6 minutes, 24 seconds read

The enterprise-level digitization and adoption of DevOps and Agile have made test automation a necessity in today’s time. It reduces the time-to-market and hence the production cost. One can execute test automation on web/mobile/desktop application, performance, and APIs at once; generating a comprehensive report based on functionality, time, and build.

Test Automation as a Service is an on-demand automation offering that overrules manual testing. But before, let’s look at key problems with manual testing-

  • It demands manual effort during release/enhancement.
  • Manual testing requires greater resources.
  • Testers usually avoid lengthy testing because of time and resource constraints.
  • It has a limited scope of tests and cannot accomplish in-depth testing. In other words, manual testing has lesser coverage. 
  • It requires testing the application on multiple computers, mobiles, tablets, etc. with different configurations.
  • The scripts are not reusable, i.e. every time testing will require new scripts for instances like the change in OS version.

How Automation Speeds-up Testing by 70%?

Testing automation not only reduces manual efforts but also speeds-up the entire testing process. Here’s how.

  • It cuts down the repetitive tasks/testing, which the test engineers used to do at the time of product release or enhancement.
  • TAaaS covers lengthy testing, which was unattended by manual testing.
  • It also increases the testing coverage with fewer resources.
  • It finds critical defects at an early stage of testing.
  • Its scripts are reusable. Testers need not code new scripts every time for system upgrades and OS version changes. Tests can recur without errors.

The following are the test automation tools categorized application-wise.

Web-based Application Automation

Selenium Webdriver is an open-source tool for automating web-based applications only.
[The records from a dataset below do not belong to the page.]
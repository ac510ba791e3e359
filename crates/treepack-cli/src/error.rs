//! Error conversion utilities for CLI.
//!
//! Converts treepack-core's typed errors (thiserror) into user-friendly
//! contextual errors (anyhow) with actionable guidance.

use anyhow::anyhow;
use std::path::Path;
use treepack_core::PackError;

/// Converts `PackError` to user-friendly anyhow error with context
pub fn convert_pack_error(err: PackError, output: &Path) -> anyhow::Error {
    match err {
        PackError::SourceNotFound { path } => {
            anyhow!(
                "Source directory not found: {}\n\
                 HINT: Pass the directory to package as SOURCE, or run from the packaging root.",
                path.display()
            )
        }
        PackError::SourceNotDirectory { path } => {
            anyhow!(
                "Source is not a directory: {}\n\
                 HINT: SOURCE must be a directory; single files are not packaged on their own.",
                path.display()
            )
        }
        PackError::SourceOutsideRoot {
            source_root,
            packaging_root,
        } => {
            anyhow!(
                "Source '{}' is not inside packaging root '{}'\n\
                 HINT: Entry names are relative to the root. Use --root to pick a parent of SOURCE.",
                source_root.display(),
                packaging_root.display()
            )
        }
        PackError::InvalidPattern { pattern, reason } => {
            anyhow!(
                "Invalid exclude pattern '{pattern}': {reason}\n\
                 HINT: Patterns are globs such as '*.pdb', 'Backups' or '/Thumbs.db'."
            )
        }
        PackError::OutputIsDirectory { path } => {
            anyhow!(
                "Output path is a directory: {}\n\
                 HINT: Use --output with a file path, e.g. --output dist/Mod.zip.",
                path.display()
            )
        }
        PackError::RemoveOutput { path, source } => {
            anyhow!(
                "Cannot remove previous archive '{}': {source}\n\
                 HINT: Close any program holding the archive open and try again.",
                path.display()
            )
        }
        PackError::OutputExists { path } => {
            anyhow!(
                "Archive '{}' reappeared while packaging started\n\
                 HINT: Another process is writing the same archive. Run one packager at a time.",
                path.display()
            )
        }
        PackError::ReadFile { path, source } => {
            anyhow!(
                "Cannot read '{}': {source}\n\
                 HINT: The file may have been removed or locked during packaging. \
                 The archive at '{}' is incomplete.",
                path.display(),
                output.display()
            )
        }
        PackError::Walk { path, source } => {
            anyhow!(
                "Cannot walk '{}': {source}\n\
                 HINT: Check permissions and broken symlinks. \
                 The archive at '{}' is incomplete.",
                path.display(),
                output.display()
            )
        }
        _ => anyhow::Error::from(err)
            .context(format!("Error packaging into '{}'", output.display())),
    }
}

/// Adds context to a packaging result
pub fn add_pack_context<T>(result: Result<T, PackError>, output: &Path) -> anyhow::Result<T> {
    result.map_err(|e| convert_pack_error(e, output))
}
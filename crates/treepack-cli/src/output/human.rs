//! Human-readable output formatter with colors and styling.

use super::formatter::OutputFormatter;
use anyhow::Result;
use console::Term;
use console::style;
use std::path::Path;
use treepack_core::PackEntry;
use treepack_core::PackReport;
use treepack_core::RelativePath;

pub struct HumanFormatter {
    verbose: bool,
    quiet: bool,
    use_colors: bool,
    term: Term,
}

impl HumanFormatter {
    pub fn new(verbose: bool, quiet: bool) -> Self {
        Self {
            verbose,
            quiet,
            use_colors: console::colors_enabled(),
            term: Term::stdout(),
        }
    }

    fn format_size(bytes: u64) -> String {
        const KB: u64 = 1024;
        const MB: u64 = KB * 1024;
        const GB: u64 = MB * 1024;

        if bytes >= GB {
            format!("{:.1} GB", bytes as f64 / GB as f64)
        } else if bytes >= MB {
            format!("{:.1} MB", bytes as f64 / MB as f64)
        } else if bytes >= KB {
            format!("{:.1} KB", bytes as f64 / KB as f64)
        } else {
            format!("{bytes} B")
        }
    }

    fn format_number(n: usize) -> String {
        let s = n.to_string();
        let mut result = String::new();
        let mut count = 0;

        for c in s.chars().rev() {
            if count == 3 {
                result.push(',');
                count = 0;
            }
            result.push(c);
            count += 1;
        }

        result.chars().rev().collect()
    }

    fn write_heading(&self, mark: &str, text: &str) {
        if self.use_colors {
            let _ = self
                .term
                .write_line(&format!("{} {text}", style(mark).green().bold()));
        } else {
            let _ = self.term.write_line(text);
        }
    }
}

impl OutputFormatter for HumanFormatter {
    fn format_entry(&self, path: &RelativePath) {
        if self.quiet {
            return;
        }
        let _ = self.term.write_line(path.as_str());
    }

    fn format_pack_result(&self, report: &PackReport, _entries: &[String]) -> Result<()> {
        if self.quiet {
            return Ok(());
        }

        let _ = self.term.write_line("");
        self.write_heading(
            "✓",
            &format!("Archive created: {}", report.output_path.display()),
        );

        let _ = self.term.write_line("");
        let _ = self.term.write_line(&format!(
            "  Files added:      {}",
            Self::format_number(report.files_added)
        ));
        let _ = self.term.write_line(&format!(
            "  Total size:       {}",
            Self::format_size(report.bytes_read)
        ));
        let _ = self.term.write_line(&format!(
            "  Archive size:     {}",
            Self::format_size(report.archive_size)
        ));
        if report.bytes_read > 0 {
            let _ = self.term.write_line(&format!(
                "  Compression:      {:.1}%",
                report.compression_percentage()
            ));
        }

        if self.verbose {
            let _ = self.term.write_line(&format!(
                "  Replaced previous: {}",
                if report.replaced_existing { "yes" } else { "no" }
            ));
            let _ = self
                .term
                .write_line(&format!("  Duration:         {:?}", report.duration));
        }

        if report.has_warnings() {
            let _ = self.term.write_line("");
            if self.use_colors {
                let _ = self
                    .term
                    .write_line(&format!("{}", style("Warnings:").yellow().bold()));
            } else {
                let _ = self.term.write_line("Warnings:");
            }
            for warning in &report.warnings {
                let _ = self.term.write_line(&format!("  - {warning}"));
            }
        }

        Ok(())
    }

    fn format_dry_run(&self, output_path: &Path, entries: &[PackEntry]) -> Result<()> {
        if self.quiet {
            return Ok(());
        }

        for entry in entries {
            if self.verbose {
                let _ = self.term.write_line(&format!(
                    "{:>10}  {}",
                    Self::format_size(entry.size),
                    entry.relative
                ));
            } else {
                let _ = self.term.write_line(entry.relative.as_str());
            }
        }

        let total: u64 = entries.iter().map(|e| e.size).sum();
        let _ = self.term.write_line("");
        self.write_heading(
            "•",
            &format!(
                "Dry run: {} files ({}) would be packaged into {}",
                Self::format_number(entries.len()),
                Self::format_size(total),
                output_path.display()
            ),
        );

        Ok(())
    }

    fn format_error(&self, error: &anyhow::Error) {
        // Always show errors, even in quiet mode
        let term = Term::stderr();
        if self.use_colors {
            let _ = term.write_line(&format!("{} {error:?}", style("ERROR:").red().bold()));
        } else {
            let _ = term.write_line(&format!("ERROR: {error:?}"));
        }
    }
}
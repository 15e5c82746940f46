/// Offline training procedures for both model domains.
///
/// - `earthquake` — tsunami classifier (gradient-boosted trees)
/// - `flood`      — flood probability regressor (random forest)
/// - `metrics`    — held-out evaluation stored inside each bundle
///
/// Both procedures share the same shape: load CSV, clean, split, fit the
/// preprocessor and learner on the training rows, evaluate on the held-out
/// rows, then persist the bundle and feature order side by side.

pub mod earthquake;
pub mod flood;
pub mod metrics;

use chrono::Utc;
use std::path::{Path, PathBuf};
use thiserror::Error;
use tracing::info;

use crate::bundle::{self, Artifact, ModelBundle};
use crate::dataset::{Column, DatasetError, Frame};
use crate::error::{AssetError, PipelineError};
use crate::model::Domain;
use crate::pipeline::Pipeline;

use self::metrics::EvaluationMetrics;

pub const DEFAULT_SEED: u64 = 42;
pub const DEFAULT_TEST_FRACTION: f64 = 0.2;

#[derive(Debug, Error)]
pub enum TrainingError {
    #[error(transparent)]
    Dataset(#[from] DatasetError),

    #[error("Target column '{target}' not found in CSV. Columns: {available:?}")]
    MissingTarget { target: String, available: Vec<String> },

    #[error("target column '{target}' is unusable: {reason}")]
    InvalidTarget { target: String, reason: String },

    #[error("{partition} partition is empty ({rows} usable rows)")]
    EmptyPartition { partition: &'static str, rows: usize },

    #[error(transparent)]
    Pipeline(#[from] PipelineError),

    #[error(transparent)]
    Asset(#[from] AssetError),
}

/// Inputs shared by both training procedures.
#[derive(Debug, Clone)]
pub struct TrainConfig {
    pub data_path: PathBuf,
    pub out_dir: PathBuf,
    pub seed: u64,
    pub test_fraction: f64,
}

impl TrainConfig {
    pub fn new(data_path: impl Into<PathBuf>, out_dir: impl Into<PathBuf>) -> Self {
        Self {
            data_path: data_path.into(),
            out_dir: out_dir.into(),
            seed: DEFAULT_SEED,
            test_fraction: DEFAULT_TEST_FRACTION,
        }
    }
}

/// What a training run produced and where it went.
#[derive(Debug, Clone)]
pub struct TrainingSummary {
    pub domain: Domain,
    pub model_path: PathBuf,
    pub feature_order_path: PathBuf,
    pub feature_order: Vec<String>,
    pub metrics: EvaluationMetrics,
    pub train_rows: usize,
    pub test_rows: usize,
}

/// Intermediate result handed to `persist` by each procedure.
pub(crate) struct FittedModel {
    pub domain: Domain,
    pub pipeline: Pipeline,
    pub feature_order: Vec<String>,
    pub numeric_columns: Vec<String>,
    pub categorical_columns: Vec<String>,
    pub metrics: EvaluationMetrics,
    pub train_rows: usize,
    pub test_rows: usize,
}

/// Reads the dataset and splits off the target column.
pub(crate) fn load_with_target(path: &Path, target: &str) -> Result<(Frame, Column), TrainingError> {
    let mut frame = Frame::from_csv_path(path)?;
    info!(path = %path.display(), rows = frame.n_rows(), columns = frame.n_columns(), "dataset loaded");

    let available = frame.names().to_vec();
    let column = frame.drop_column(target).ok_or_else(|| TrainingError::MissingTarget {
        target: target.to_string(),
        available,
    })?;
    Ok((frame, column))
}

pub(crate) fn numeric_target(target: &str, column: Column) -> Result<Vec<Option<f64>>, TrainingError> {
    match column {
        Column::Numeric(values) => Ok(values),
        Column::Categorical(_) => Err(TrainingError::InvalidTarget {
            target: target.to_string(),
            reason: "values are not numeric".to_string(),
        }),
    }
}

pub(crate) fn require_rows(partition: &'static str, rows: &[usize], total: usize) -> Result<(), TrainingError> {
    if rows.is_empty() {
        return Err(TrainingError::EmptyPartition { partition, rows: total });
    }
    Ok(())
}

/// Writes the bundle and feature order into `out_dir` using the domain's
/// well-known file names.
pub(crate) fn persist(out_dir: &Path, fitted: FittedModel) -> Result<TrainingSummary, TrainingError> {
    std::fs::create_dir_all(out_dir).map_err(|source| AssetError::Io {
        path: out_dir.to_path_buf(),
        source,
    })?;

    let domain = fitted.domain;
    let model_path = out_dir.join(domain.default_model_file());
    let feature_order_path = out_dir.join(domain.default_feature_order_file());

    let summary = TrainingSummary {
        domain,
        model_path: model_path.clone(),
        feature_order_path: feature_order_path.clone(),
        feature_order: fitted.feature_order.clone(),
        metrics: fitted.metrics.clone(),
        train_rows: fitted.train_rows,
        test_rows: fitted.test_rows,
    };

    let bundle = ModelBundle {
        domain,
        pipeline: fitted.pipeline,
        feature_order: fitted.feature_order,
        numeric_columns: fitted.numeric_columns,
        categorical_columns: fitted.categorical_columns,
        metrics: Some(fitted.metrics),
        trained_at: Utc::now(),
        train_rows: fitted.train_rows,
        test_rows: fitted.test_rows,
    };

    bundle::write_artifact(&model_path, &Artifact::Bundle(Box::new(bundle)))?;
    bundle::write_feature_order(&feature_order_path, &summary.feature_order)?;

    info!(
        domain = %domain,
        model = %model_path.display(),
        feature_order = %feature_order_path.display(),
        "model bundle saved"
    );
    Ok(summary)
}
Users can test web applications using any web browser.

  • Types of OS for testing in Selenium: Windows, Mac, Linux
  • Browsers supported for testing: Mozilla Firefox, Internet Explorer, Google Chrome, Safari, Opera

Additional Resource: Selenium Testing Automation Framework

Mobile-based Application Automation

Appium is an open-source tool to test web applications running in mobile browsers. It also supports the automation of native and hybrid mobile applications developed for iOS and Android OS. Appium uses Selenium API to test the applications.
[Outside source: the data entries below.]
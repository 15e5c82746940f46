/// Error types shared across loading, inference and request handling.
///
/// Asset errors are raised once at startup and degrade the service to the
/// `model_missing` state. Request errors are raised per request and map
/// directly onto an HTTP status and JSON error body.

use serde_json::{Value, json};
use std::path::PathBuf;
use thiserror::Error;

use crate::resolve::ResolveError;

// ---------------------------------------------------------------------------
// Startup / artifact errors
// ---------------------------------------------------------------------------

/// Failure to load (or write) a model bundle or feature-order file.
#[derive(Debug, Error)]
pub enum AssetError {
    #[error("Model file not found: {}", .0.display())]
    MissingModel(PathBuf),

    #[error("Feature-order file not found: {}", .0.display())]
    MissingFeatureOrder(PathBuf),

    #[error("failed to access {}: {source}", path.display())]
    Io {
        path: PathBuf,
        #[source]
        source: std::io::Error,
    },

    #[error("failed to decode model bundle {}: {source}", path.display())]
    Decode {
        path: PathBuf,
        #[source]
        source: bincode::Error,
    },

    #[error("failed to encode model bundle for {}: {source}", path.display())]
    Encode {
        path: PathBuf,
        #[source]
        source: bincode::Error,
    },

    #[error("invalid feature-order file {}: {source}", path.display())]
    FeatureOrder {
        path: PathBuf,
        #[source]
        source: serde_json::Error,
    },

    #[error("No estimator with a predict capability found inside the loaded bundle: {0}")]
    Resolution(#[from] ResolveError),
}

impl AssetError {
    /// True when a required file is simply absent (as opposed to corrupt).
    pub fn is_missing(&self) -> bool {
        matches!(self, AssetError::MissingModel(_) | AssetError::MissingFeatureOrder(_))
    }
}

// ---------------------------------------------------------------------------
// Inference errors
// ---------------------------------------------------------------------------

/// Failure inside the preprocessing + estimator pipeline.
#[derive(Debug, Error)]
pub enum PipelineError {
    #[error("cannot fit a pipeline on an empty dataset")]
    EmptyDataset,

    #[error("column '{0}' is not present in the dataset")]
    UnknownColumn(String),

    #[error("feature '{feature}' expects a number, got {value}")]
    NotNumeric { feature: String, value: String },

    #[error("feature '{feature}' has an unsupported value {value}")]
    UnsupportedValue { feature: String, value: String },

    #[error("failed to shape feature matrix: {0}")]
    Shape(String),

    #[error("model fit failed: {0}")]
    Fit(String),

    #[error("model predict failed: {0}")]
    Predict(String),
}

// ---------------------------------------------------------------------------
// Request errors
// ---------------------------------------------------------------------------

/// Per-request failure, rendered as a JSON error response.
#[derive(Debug, Error)]
pub enum RequestError {
    #[error("invalid or empty JSON body")]
    Malformed { details: String },

    #[error("Request body must be a JSON object (or {{\"data\": {{...}}}})")]
    NotAnObject,

    #[error("Missing features")]
    SchemaViolation { missing: Vec<String> },

    #[error("model not available")]
    ModelUnavailable { details: String },

    #[error("prediction failed")]
    Prediction(#[source] PipelineError),
}

impl RequestError {
    pub fn status_code(&self) -> u16 {
        match self {
            RequestError::Malformed { .. }
            | RequestError::NotAnObject
            | RequestError::SchemaViolation { .. } => 400,
            RequestError::ModelUnavailable { .. } | RequestError::Prediction(_) => 500,
        }
    }

    /// JSON error body: always an `error` field, plus `details` or `missing`.
    pub fn to_json(&self) -> Value {
        match self {
            RequestError::Malformed { details } => json!({
                "error": self.to_string(),
                "details": details,
            }),
            RequestError::NotAnObject => json!({ "error": self.to_string() }),
            RequestError::SchemaViolation { missing } => json!({
                "error": self.to_string(),
                "missing": missing,
            }),
            RequestError::ModelUnavailable { details } => json!({
                "error": self.to_string(),
                "details": details,
            }),
            RequestError::Prediction(source) => json!({
                "error": self.to_string(),
                "details": source.to_string(),
            }),
        }
    }
}

// ---------------------------------------------------------------------------
// Configuration errors
// ---------------------------------------------------------------------------

#[derive(Debug, Error)]
pub enum ConfigError {
    #[error("failed to read {}: {source}", path.display())]
    Io {
        path: PathBuf,
        #[source]
        source: std::io::Error,
    },

    #[error("failed to parse service configuration: {0}")]
    Parse(#[from] toml::de::Error),

    #[error("service '{0}' is configured more than once")]
    DuplicateDomain(String),
}

// ---------------------------------------------------------------------------
// Server errors
// ---------------------------------------------------------------------------

#[derive(Debug, Error)]
pub enum ServerError {
    #[error("failed to start HTTP server on {addr}: {message}")]
    Bind { addr: String, message: String },
}
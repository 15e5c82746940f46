//! Flood Probability Regressor Training
//!
//! Trains the random-forest flood probability regressor and writes the
//! model bundle plus its feature order.
//!
//! Usage:
//!   cargo run --release --bin train_flood -- --data flood.csv
//!
//! Outputs (in --out-dir):
//!   flood_model.bin
//!   feature_order_flood.json

use clap::Parser;
use hazard_service::config::MODEL_DIR_ENV;
use hazard_service::logging;
use hazard_service::pipeline::ForestParams;
use hazard_service::training::metrics::EvaluationMetrics;
use hazard_service::training::{DEFAULT_SEED, DEFAULT_TEST_FRACTION, TrainConfig, flood};
use std::path::PathBuf;

#[derive(Debug, Parser)]
#[command(name = "train_flood", about = "Train the flood probability regressor")]
struct Args {
    /// Flood dataset CSV
    #[arg(long, default_value = "flood.csv")]
    data: PathBuf,

    /// Directory for the model bundle and feature order
    #[arg(long, env = MODEL_DIR_ENV, default_value = ".")]
    out_dir: PathBuf,

    /// Number of trees in the forest
    #[arg(long, default_value_t = 200)]
    trees: usize,

    #[arg(long, default_value_t = DEFAULT_SEED)]
    seed: u64,

    #[arg(long, default_value_t = DEFAULT_TEST_FRACTION)]
    test_fraction: f64,
}

fn main() {
    dotenv::dotenv().ok();
    logging::init();
    let args = Args::parse();

    println!("🌊 Flood Probability Regressor Training");
    println!("=======================================\n");

    let config = TrainConfig {
        seed: args.seed,
        test_fraction: args.test_fraction,
        ..TrainConfig::new(&args.data, &args.out_dir)
    };
    let params = ForestParams { n_trees: args.trees, seed: args.seed, ..ForestParams::default() };

    println!("📊 Training RandomForestRegressor on {} ({} trees)...",
        config.data_path.display(), params.n_trees);
    let summary = match flood::train(&config, &params) {
        Ok(summary) => summary,
        Err(e) => {
            eprintln!("\n❌ Training failed: {}\n", e);
            std::process::exit(1);
        }
    };
    println!("✓ Trained on {} rows, evaluated on {}\n", summary.train_rows, summary.test_rows);

    if let EvaluationMetrics::Regression(m) = &summary.metrics {
        println!("Test RMSE: {:.4}", m.rmse);
        println!("Test R2:   {:.4}\n", m.r2);
    }

    println!("💾 Saved {} and {}",
        summary.model_path.display(), summary.feature_order_path.display());
}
You can test a mobile application in just four steps-

  1. Write your test script on Eclipse.
  2. Connect your device to Computer (PC).
  3. Start Appium server.
  4. Run your script (test cases).

Appium supports Chrome browser for testing Android apps and Safari for iOS.

API Automation

Testing is difficult in Java as compared to dynamic languages like Ruby and Groovy. REST Assured is a Java library that provides a domain-specific language (DSL) for writing powerful, maintainable tests for RESTful APIs. Most of the web services are based on REST architecture. Everything is a resource in the RESTful web service. It is lightweight, scalable, and allows creating easy to maintain web apps. How it works-

  • REST Assured captures the (JSON) response of the API call.
  • It validates if the response status code is equal to 200.

Windows App Automation

Winium is a Selenium-based open-source automation framework for the Windows platform. You can test your Windows App following these steps-

  • Write your test script on Eclipse.
  • Start Winium Desktop Driver.
  • Set the path of application in the script.
  • Using “UISpy” inspect the elements.
  • Run your script (test cases).

Frameworks for Test Automation as a Service

A framework is a collection of reusable components that make the overall test execution and development easy and efficient. It is a custom tool designed by Framework Developers to simplify test automation processes.
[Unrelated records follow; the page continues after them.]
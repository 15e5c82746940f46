/// Service configuration loader - parses services.toml
///
/// Keeps ports, asset locations and request-handling behaviour out of the
/// code, so a deployment can move model files or tighten validation without
/// recompiling. When the file is absent every domain falls back to its
/// built-in defaults.

use serde::Deserialize;
use std::fs;
use std::path::{Path, PathBuf};
use tracing::{debug, info};

use crate::align::MissingFeaturePolicy;
use crate::bundle::asset_path;
use crate::error::ConfigError;
use crate::model::Domain;

pub const DEFAULT_CONFIG_PATH: &str = "services.toml";

/// Environment variable that prefixes relative model and feature paths.
pub const MODEL_DIR_ENV: &str = "HAZARD_MODEL_DIR";

const DEFAULT_WORKERS: usize = 4;

/// One `[[service]]` table from services.toml.
#[derive(Debug, Clone, PartialEq, Deserialize)]
pub struct ServiceConfig {
    pub domain: Domain,
    pub name: String,
    pub port: u16,
    pub model_path: PathBuf,
    pub feature_order_path: PathBuf,

    /// What to do when a request omits features.
    #[serde(default)]
    pub missing_features: MissingFeaturePolicy,

    /// Serve an HTML usage example on `GET /predict_<domain>`.
    #[serde(default)]
    pub usage_page: bool,

    /// Strip trailing (possibly percent-encoded) whitespace from paths.
    #[serde(default)]
    pub normalize_path: bool,

    #[serde(default = "default_workers")]
    pub workers: usize,
}

fn default_workers() -> usize {
    DEFAULT_WORKERS
}

impl ServiceConfig {
    /// Built-in settings mirroring the reference deployment.
    pub fn defaults_for(domain: Domain) -> Self {
        let (missing_features, usage_page, normalize_path) = match domain {
            Domain::Earthquake => (MissingFeaturePolicy::Impute, false, false),
            Domain::Flood => (MissingFeaturePolicy::Reject, true, true),
        };
        Self {
            domain,
            name: domain.service_name().to_string(),
            port: domain.default_port(),
            model_path: PathBuf::from(domain.default_model_file()),
            feature_order_path: PathBuf::from(domain.default_feature_order_file()),
            missing_features,
            usage_page,
            normalize_path,
            workers: DEFAULT_WORKERS,
        }
    }

    /// Resolves relative asset paths against `model_dir`.
    pub fn with_model_dir(mut self, model_dir: Option<&Path>) -> Self {
        self.model_path = asset_path(model_dir, &self.model_path);
        self.feature_order_path = asset_path(model_dir, &self.feature_order_path);
        self
    }
}

/// Root configuration structure for TOML parsing
#[derive(Debug, Deserialize)]
struct ServiceRegistry {
    #[serde(default)]
    service: Vec<ServiceConfig>,
}

/// Parses a services.toml document. Each domain may appear at most once.
pub fn parse_config(contents: &str) -> Result<Vec<ServiceConfig>, ConfigError> {
    let registry: ServiceRegistry = toml::from_str(contents)?;

    let mut seen = Vec::new();
    for service in &registry.service {
        if seen.contains(&service.domain) {
            return Err(ConfigError::DuplicateDomain(service.domain.to_string()));
        }
        seen.push(service.domain);
    }
    Ok(registry.service)
}

/// Loads the service registry from `path`. A missing file yields an empty
/// registry so callers fall back to defaults.
pub fn load_config(path: &Path) -> Result<Vec<ServiceConfig>, ConfigError> {
    if !path.exists() {
        debug!(path = %path.display(), "no service configuration file, using defaults");
        return Ok(Vec::new());
    }
    let contents = fs::read_to_string(path).map_err(|source| ConfigError::Io {
        path: path.to_path_buf(),
        source,
    })?;
    parse_config(&contents)
}

/// Settings for one domain: the configured entry if present, else the
/// defaults, with asset paths resolved against `model_dir`.
pub fn service_config(path: &Path, domain: Domain, model_dir: Option<&Path>) -> Result<ServiceConfig, ConfigError> {
    let configured = load_config(path)?.into_iter().find(|s| s.domain == domain);
    let from_file = configured.is_some();
    let config = configured
        .unwrap_or_else(|| ServiceConfig::defaults_for(domain))
        .with_model_dir(model_dir);

    info!(
        domain = %domain,
        from_file,
        port = config.port,
        model = %config.model_path.display(),
        "service configuration resolved"
    );
    Ok(config)
}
A framework is a well-organized structure of components. For instance, one driver file executes an entire batch of commands without any manual intervention. The following are the types of frameworks along with the use scenarios specific to Test Automation as a Service protocol.

Data Driven Framework

This automation framework focuses on keeping test script logic and test data separate. For testing, it inputs data sets from a variety of sources like MS Excel Sheets, MS Access Tables, SQL Database, XML files, etc.

When the same test case needs to be executed multiple times with different data sets, the data-driven framework provides data to the test scripts.

Modular Driven Framework

Here, testers create test scripts for individual, small modules of the application. These small scripts (or test modules) can be combined into a master script to test specific scenarios or end-to-end testing. The test modules can also act as a library of functions to use in the future.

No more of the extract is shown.